Re: Indexing 20M documents from MySQL with DIH

Posted by Erick Erickson <er...@gmail.com>.
{{{A custom indexer, so that's a fairly common practice? So when you are
dealing with these large indexes, do you try not to fully rebuild them
when you can? It's not a nightly thing, but something to do in case of
a disaster? Is there a difference in the performance of an index that
was built all at once vs. one that has had delta inserts and updates
applied over a period of months?}}}

Is it a common practice? Like all of this, "it depends". It's certainly
easier to let DIH do the work. Sometimes DIH doesn't have all the
capabilities necessary.
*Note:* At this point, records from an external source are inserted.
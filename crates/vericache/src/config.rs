//! [`CacheRuntimeConfig`] (component C14): the one struct threading every
//! default tabulated in spec.md's external-interfaces section through to
//! each component's own config type.

use std::time::Duration;

use vericache_circuitbreaker::CircuitBreakerConfig;
use vericache_l1::{EvictionPolicy, L1Config};
use vericache_l2::L2Config;
use vericache_learner::{AccessPatternLearner, DEFAULT_PRUNE_CUTOFF_SECS};
use vericache_manager::ManagerConfig;
use vericache_monitor::MonitorConfig;
use vericache_warming::WarmingConfig;

/// Every configurable knob for a [`crate::runtime::CacheRuntime`], grouped
/// by the component it configures. Each field defaults to the value named
/// in the external-interfaces configuration table.
#[derive(Debug, Clone)]
pub struct CacheRuntimeConfig {
    /// L1 in-process store capacity and eviction policy.
    pub l1: L1Config,
    /// L2 remote adapter namespace, deadline, and breaker settings.
    pub l2: L2Config,
    /// Cache manager TTLs, deadlines, and maintenance schedule.
    pub manager: ManagerConfig,
    /// Warming queue/pool/orchestrator tuning.
    pub warming: WarmingConfig,
    /// Performance monitor thresholds and sampling cadence.
    pub monitor: MonitorConfig,
    /// Whether access-pattern learning is enabled at startup.
    pub pattern_learning_enabled: bool,
    /// Whether the predictive warming strategy runs on its own schedule.
    /// The cadence itself is `warming.predictive_interval`.
    pub predictive_warming_enabled: bool,
    /// How often the pattern pruner runs `AccessPatternLearner.Prune()`.
    pub pruner_interval: Duration,
    /// Idle cutoff passed to `Prune`: users untouched for longer than this
    /// have their record evicted.
    pub pruner_cutoff: Duration,
    /// Deadline the facade waits for background loops to drain on `Stop`.
    pub shutdown_deadline: Duration,
}

impl Default for CacheRuntimeConfig {
    fn default() -> Self {
        Self {
            l1: L1Config {
                capacity_bytes: 200 * 1024 * 1024,
                eviction_policy: EvictionPolicy::Hybrid,
                store_name: "vericache-l1".to_string(),
            },
            l2: L2Config {
                breaker: CircuitBreakerConfig {
                    failure_threshold: 5,
                    recovery_window: Duration::from_millis(30_000),
                    name: "vericache-l2".to_string(),
                },
                ..L2Config::default()
            },
            manager: ManagerConfig::default(),
            warming: WarmingConfig::default(),
            monitor: MonitorConfig::default(),
            pattern_learning_enabled: true,
            predictive_warming_enabled: true,
            pruner_interval: Duration::from_secs(3600),
            pruner_cutoff: Duration::from_secs(DEFAULT_PRUNE_CUTOFF_SECS),
            shutdown_deadline: Duration::from_secs(10),
        }
    }
}

impl CacheRuntimeConfig {
    pub(crate) fn apply_learner_defaults(&self, learner: &AccessPatternLearner) {
        learner.set_enabled(self.pattern_learning_enabled);
    }
}
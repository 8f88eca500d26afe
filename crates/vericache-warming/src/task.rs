//! [`WarmingTask`]: one unit of warming work, ordered priority-then-FIFO.

use std::cmp::Ordering;
use std::collections::BTreeMap;

use vericache_manager::FetcherId;

/// Task priority, lowest number served first.
#[derive(Debug, Clone, Copy, PartialEq, Eq, PartialOrd, Ord, Hash)]
#[repr(u8)]
pub enum Priority {
    /// Highest priority: served before everything else.
    Critical = 1,
    /// Above-default priority.
    High = 2,
    /// Default priority.
    Medium = 3,
    /// Below-default priority.
    Low = 4,
    /// Lowest priority: served only when nothing else is queued.
    Background = 5,
}

impl Priority {
    /// All five levels, in ascending (highest-first) order.
    pub const ALL: [Priority; 5] = [
        Priority::Critical,
        Priority::High,
        Priority::Medium,
        Priority::Low,
        Priority::Background,
    ];
}

/// Which strategy produced a [`WarmingTask`].
#[derive(Debug, Clone, Copy, PartialEq, Eq)]
pub enum Strategy {
    /// Run once at orchestrator start.
    Startup,
    /// Periodic, driven by predicted next-access times.
    Predictive,
    /// Caller-enqueued, e.g. after a cache miss storm.
    Reactive,
    /// Driven by the cache manager's background trigger.
    Scheduled,
    /// Triggered by the monitor reporting a hit-rate recovery need.
    BurstRecovery,
}

/// One unit of warming work: fetch `cache_key` and populate the cache.
#[derive(Debug, Clone)]
pub struct WarmingTask {
    /// Unique identifier for this task.
    pub task_id: String,
    /// Scheduling priority.
    pub priority: Priority,
    /// The strategy that produced this task.
    pub strategy: Strategy,
    /// The kind of key being warmed, e.g. `"verdict"`.
    pub key_type: String,
    /// The cache key to populate.
    pub cache_key: String,
    /// Identifies the registered `FetchFn` to invoke on a miss.
    pub fetcher_ref: FetcherId,
    /// Estimated execution time in milliseconds, for scheduling heuristics.
    pub est_exec_ms: u64,
    /// Estimated payload size in bytes, for scheduling heuristics.
    pub est_bytes: u64,
    /// Unix timestamp this task was created. Breaks priority ties, FIFO.
    pub created_at: u64,
    /// Unix timestamp this task was popped for execution, if any.
    pub scheduled_at: Option<u64>,
    /// Unix timestamp this task finished, if any.
    pub completed_at: Option<u64>,
    /// Whether the task ultimately succeeded.
    pub success: bool,
    /// Wall-clock execution time in milliseconds, once completed.
    pub execution_ms: Option<u64>,
    /// Caller-supplied tags, carried through for invalidation/metrics.
    pub tags: Vec<String>,
    /// Free-form metadata.
    pub metadata: BTreeMap<String, String>,
}

impl WarmingTask {
    /// Creates a new, not-yet-scheduled task.
    pub fn new(
        task_id: impl Into<String>,
        priority: Priority,
        strategy: Strategy,
        key_type: impl Into<String>,
        cache_key: impl Into<String>,
        fetcher_ref: impl Into<FetcherId>,
        created_at: u64,
    ) -> Self {
        Self {
            task_id: task_id.into(),
            priority,
            strategy,
            key_type: key_type.into(),
            cache_key: cache_key.into(),
            fetcher_ref: fetcher_ref.into(),
            est_exec_ms: 0,
            est_bytes: 0,
            created_at,
            scheduled_at: None,
            completed_at: None,
            success: false,
            execution_ms: None,
            tags: Vec::new(),
            metadata: BTreeMap::new(),
        }
    }
}

impl PartialEq for WarmingTask {
    fn eq(&self, other: &Self) -> bool {
        self.priority == other.priority && self.created_at == other.created_at
    }
}

impl Eq for WarmingTask {}

impl PartialOrd for WarmingTask {
    fn partial_cmp(&self, other: &Self) -> Option<Ordering> {
        Some(self.cmp(other))
    }
}

impl Ord for WarmingTask {
    /// Orders `(priority asc, created_at asc)`: a task is "less than" another
    /// if it should be popped first.
    fn cmp(&self, other: &Self) -> Ordering {
        self.priority
            .cmp(&other.priority)
            .then_with(|| self.created_at.cmp(&other.created_at))
    }
}
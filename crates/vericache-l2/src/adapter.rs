//! The breaker-guarded, namespaced, deadline-bound RPC client (component C5).

use std::sync::Arc;

use vericache_circuitbreaker::Circuit;
use vericache_core::Clock;

use crate::backend::{BackendInfo, RemoteBackend};
use crate::config::L2Config;
use crate::error::L2Error;

/// Adapts a [`RemoteBackend`] into vericache's L2 tier: every call is
/// namespaced, breaker-guarded, and bounded by a deadline.
pub struct L2Adapter {
    config: L2Config,
    backend: Arc<dyn RemoteBackend>,
    circuit: Circuit,
    clock: Arc<dyn Clock>,
}

impl L2Adapter {
    /// Creates a new adapter over `backend`.
    pub fn new(config: L2Config, backend: Arc<dyn RemoteBackend>, clock: Arc<dyn Clock>) -> Self {
        let circuit = Circuit::new(config.breaker.clone(), Arc::clone(&clock));
        Self {
            config,
            backend,
            circuit,
            clock,
        }
    }

    /// Returns the circuit breaker guarding this adapter's calls, so callers
    /// can register listeners or inspect state.
    pub fn circuit(&self) -> &Circuit {
        &self.circuit
    }

    /// Fetches the value stored under `key` (unnamespaced). Returns
    /// `Ok(None)` on a clean miss.
    pub async fn get(&self, key: &str) -> Result<Option<Vec<u8>>, L2Error> {
        self.guarded(|backend, namespaced| async move {
            backend
                .get(&namespaced)
                .await
                .map_err(|e| L2Error::Backend(e.0))
        }, key)
        .await
    }

    /// Stores `value` under `key`, expiring after `ttl_secs` if set.
    pub async fn set(&self, key: &str, value: Vec<u8>, ttl_secs: Option<u64>) -> Result<(), L2Error> {
        self.guarded(
            |backend, namespaced| async move {
                backend
                    .set(&namespaced, value, ttl_secs)
                    .await
                    .map_err(|e| L2Error::Backend(e.0))
            },
            key,
        )
        .await
    }

    /// Deletes `key`.
    pub async fn delete(&self, key: &str) -> Result<(), L2Error> {
        self.guarded(
            |backend, namespaced| async move {
                backend
                    .delete(&namespaced)
                    .await
                    .map_err(|e| L2Error::Backend(e.0))
            },
            key,
        )
        .await
    }

    /// Deletes every key matching `pattern` (already namespaced by the
    /// caller, or a bare `*` suffix over the adapter's prefix). Scans in
    /// pages via [`RemoteBackend::scan`] so this O(N) invalidation never
    /// blocks other calls on a single round trip.
    pub async fn delete_by_pattern(&self, pattern: &str) -> Result<u64, L2Error> {
        let namespaced_pattern = format!("{}{}", self.config.key_prefix, pattern);
        let mut deleted = 0u64;
        let mut cursor = None;

        loop {
            let page = self
                .run_with_deadline(self.backend.scan(&namespaced_pattern, cursor.clone()))
                .await
                .map_err(|e| {
                    self.circuit.on_failure();
                    e
                })?;
            self.circuit.on_success();

            for key in &page.keys {
                self.run_with_deadline(self.backend.delete(key))
                    .await
                    .map_err(|e| {
                        self.circuit.on_failure();
                        e
                    })?;
                self.circuit.on_success();
                deleted += 1;
            }

            match page.next_cursor {
                Some(next) => cursor = Some(next),
                None => break,
            }
        }

        Ok(deleted)
    }

    /// Checks reachability.
    pub async fn ping(&self) -> Result<(), L2Error> {
        self.circuit.allow()?;
        let result = self.run_with_deadline(self.backend.ping()).await;
        self.record_outcome(&result);
        result
    }

    /// Returns backend diagnostic info.
    pub async fn info(&self) -> Result<BackendInfo, L2Error> {
        self.circuit.allow()?;
        let result = self.run_with_deadline(self.backend.info()).await;
        self.record_outcome(&result);
        result
    }

    async fn guarded<F, Fut, T>(&self, op: F, key: &str) -> Result<T, L2Error>
    where
        F: FnOnce(Arc<dyn RemoteBackend>, String) -> Fut,
        Fut: std::future::Future<Output = Result<T, L2Error>>,
    {
        self.circuit.allow()?;
        let namespaced = format!("{}{}", self.config.key_prefix, key);
        let result = self
            .run_with_deadline(op(Arc::clone(&self.backend), namespaced))
            .await;
        self.record_outcome(&result);
        result
    }

    async fn run_with_deadline<Fut, T>(&self, fut: Fut) -> Result<T, L2Error>
    where
        Fut: std::future::Future<Output = Result<T, L2Error>>,
    {
        match tokio::time::timeout(self.config.deadline, fut).await {
            Ok(result) => result,
            Err(_) => Err(L2Error::Timeout {
                deadline_ms: self.config.deadline.as_millis() as u64,
            }),
        }
    }

    fn record_outcome<T>(&self, result: &Result<T, L2Error>) {
        let _ = self.clock.now();
        match result {
            Ok(_) => self.circuit.on_success(),
            Err(err) if err.trips_breaker() => self.circuit.on_failure(),
            Err(_) => {}
        }
    }
}

#[cfg(test)]
mod tests {
    use super::*;
    use crate::backend::InMemoryRemote;
    use vericache_core::TestClock;

    fn adapter() -> L2Adapter {
        let clock = Arc::new(TestClock::default());
        let backend = Arc::new(InMemoryRemote::new(move || 1_000));
        L2Adapter::new(L2Config::default(), backend, clock)
    }

    #[tokio::test]
    async fn namespaced_set_then_get_round_trips() {
        let adapter = adapter();
        adapter.set("k1", vec![9, 9], None).await.unwrap();
        assert_eq!(adapter.get("k1").await.unwrap(), Some(vec![9, 9]));
    }

    #[tokio::test]
    async fn missing_key_returns_none_not_an_error() {
        let adapter = adapter();
        assert_eq!(adapter.get("missing").await.unwrap(), None);
    }

    #[tokio::test]
    async fn breaker_trips_after_repeated_backend_failures() {
        struct AlwaysFails;

        #[async_trait::async_trait]
        impl RemoteBackend for AlwaysFails {
            async fn get(&self, _key: &str) -> Result<Option<Vec<u8>>, crate::backend::BackendError> {
                Err(crate::backend::BackendError("down".to_string()))
            }
            async fn set(
                &self,
                _key: &str,
                _value: Vec<u8>,
                _ttl_secs: Option<u64>,
            ) -> Result<(), crate::backend::BackendError> {
                Err(crate::backend::BackendError("down".to_string()))
            }
            async fn delete(&self, _key: &str) -> Result<(), crate::backend::BackendError> {
                Err(crate::backend::BackendError("down".to_string()))
            }
            async fn scan(
                &self,
                _pattern: &str,
                _cursor: Option<String>,
            ) -> Result<crate::backend::ScanPage, crate::backend::BackendError> {
                Err(crate::backend::BackendError("down".to_string()))
            }
            async fn ping(&self) -> Result<(), crate::backend::BackendError> {
                Err(crate::backend::BackendError("down".to_string()))
            }
            async fn info(&self) -> Result<crate::backend::BackendInfo, crate::backend::BackendError> {
                Err(crate::backend::BackendError("down".to_string()))
            }
        }

        let mut config = L2Config::default();
        config.breaker.failure_threshold = 2;
        let clock = Arc::new(TestClock::default());
        let adapter = L2Adapter::new(config, Arc::new(AlwaysFails), clock);

        let _ = adapter.get("k1").await;
        let _ = adapter.get("k2").await;

        let err = adapter.get("k3").await.unwrap_err();
        assert!(matches!(err, L2Error::Breaker(_)));
    }

    #[tokio::test]
    async fn delete_by_pattern_removes_every_matching_key() {
        let clock = Arc::new(TestClock::default());
        let backend = Arc::new(InMemoryRemote::new(|| 1_000));
        let config = L2Config {
            key_prefix: String::new(),
            ..L2Config::default()
        };
        let adapter = L2Adapter::new(config, backend.clone(), clock);

        adapter.set("team:1", vec![1], None).await.unwrap();
        adapter.set("team:2", vec![2], None).await.unwrap();
        adapter.set("user:1", vec![3], None).await.unwrap();

        let deleted = adapter.delete_by_pattern("team:*").await.unwrap();
        assert_eq!(deleted, 2);
        assert_eq!(adapter.get("user:1").await.unwrap(), Some(vec![3]));
    }
}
Or as Chris said, in the case where you already
have a system built up and it's easier to just grab the output from
that and send it to Solr, perhaps with SolrJ and not use DIH. Some people
are just more comfortable with their own code...

"Do you try not to fully rebuild". It depends on how painful a full rebuild
is. Some people just like the simplicity of starting over every day/week/month.
But you *have* to be able to rebuild your index in case of disaster, and
a periodic full rebuild certainly keeps that process up to date.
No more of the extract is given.